> _Data for review_

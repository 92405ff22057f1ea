//! Error types for linksort
//!
//! Provides a unified error type for every build, sort, flatten and search
//! step. A search that finds nothing is not an error: it returns `Ok(None)`.

use thiserror::Error;

/// Result type alias using SortError
pub type Result<T> = std::result::Result<T, SortError>;

/// Unified error type for linksort operations
#[derive(Debug, Error)]
pub enum SortError {
    // -------------------------------------------------------------------------
    // I/O Errors
    // -------------------------------------------------------------------------
    #[error("IO error: {0}")]
    Io(#[from] std::io::Error),

    // -------------------------------------------------------------------------
    // Memory Errors
    // -------------------------------------------------------------------------
    #[error("Allocation failed: {0}")]
    Allocation(String),

    // -------------------------------------------------------------------------
    // List Structure Errors
    // -------------------------------------------------------------------------
    #[error("Structural error: {0}")]
    Structural(String),

    #[error("Invalid list file: {0}")]
    Format(String),

    // -------------------------------------------------------------------------
    // Serialization Errors
    // -------------------------------------------------------------------------
    #[error("Serialization error: {0}")]
    Serialization(String),

    // -------------------------------------------------------------------------
    // Configuration Errors
    // -------------------------------------------------------------------------
    #[error("Configuration error: {0}")]
    Config(String),
}

/// Allocate a zeroed record buffer, reporting failure instead of aborting.
pub(crate) fn record_buffer(record_size: usize) -> Result<Vec<u8>> {
    let mut buf = Vec::new();
    buf.try_reserve_exact(record_size).map_err(|e| {
        SortError::Allocation(format!("{} byte record buffer: {}", record_size, e))
    })?;
    buf.resize(record_size, 0);
    Ok(buf)
}
//! Port selection
//!
//! Picks the port the server listens on: an explicit command-line argument,
//! then the configured port, then a free port handed out by the OS.

use socket2::{Domain, Protocol, Socket, Type};
use std::fmt;
use std::net::{Ipv4Addr, SocketAddr};
use std::num::ParseIntError;

/// Errors raised while choosing a port
#[derive(Debug)]
pub enum PortError {
    /// The command-line argument is not a valid port number
    InvalidArgument { value: String, source: ParseIntError },
    /// The OS refused to hand out an ephemeral port
    Probe(std::io::Error),
}

impl fmt::Display for PortError {
    fn fmt(&self, f: &mut fmt::Formatter<'_>) -> fmt::Result {
        match self {
            Self::InvalidArgument { value, source } => {
                write!(f, "invalid port argument '{value}': {source}")
            }
            Self::Probe(e) => write!(f, "failed to obtain a free port: {e}"),
        }
    }
}

impl std::error::Error for PortError {
    fn source(&self) -> Option<&(dyn std::error::Error + 'static)> {
        match self {
            Self::InvalidArgument { source, .. } => Some(source),
            Self::Probe(e) => Some(e),
        }
    }
}

/// Resolve the listening port.
///
/// `arg` is the optional positional argument and is parsed verbatim;
/// `configured` comes from `server.port`.
pub fn resolve_port(arg: Option<&str>, configured: Option<u16>) -> Result<u16, PortError> {
    if let Some(value) = arg {
        return value
            .trim()
            .parse::<u16>()
            .map_err(|source| PortError::InvalidArgument {
                value: value.to_string(),
                source,
            });
    }

    match configured {
        Some(port) => Ok(port),
        None => find_free_port().map_err(PortError::Probe),
    }
}

/// Ask the OS for a free TCP port.
///
/// Binds a throwaway socket to port 0 on the unspecified address, reads the
/// assigned port back and closes the socket. Another process may grab the
/// port before the real listener binds it.
pub fn find_free_port() -> std::io::Result<u16> {
    let socket = Socket::new(Domain::IPV4, Type::STREAM, Some(Protocol::TCP))?;
    let addr = SocketAddr::from((Ipv4Addr::UNSPECIFIED, 0));
    socket.bind(&addr.into())?;

    let port = socket
        .local_addr()?
        .as_socket()
        .map(|a| a.port())
        .ok_or_else(|| std::io::Error::other("probe socket has no inet address"))?;

    drop(socket);
    Ok(port)
}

> _Problem details_
A single number, please: how many lines in the data above contain the string "Some"?

> _Written solution_
5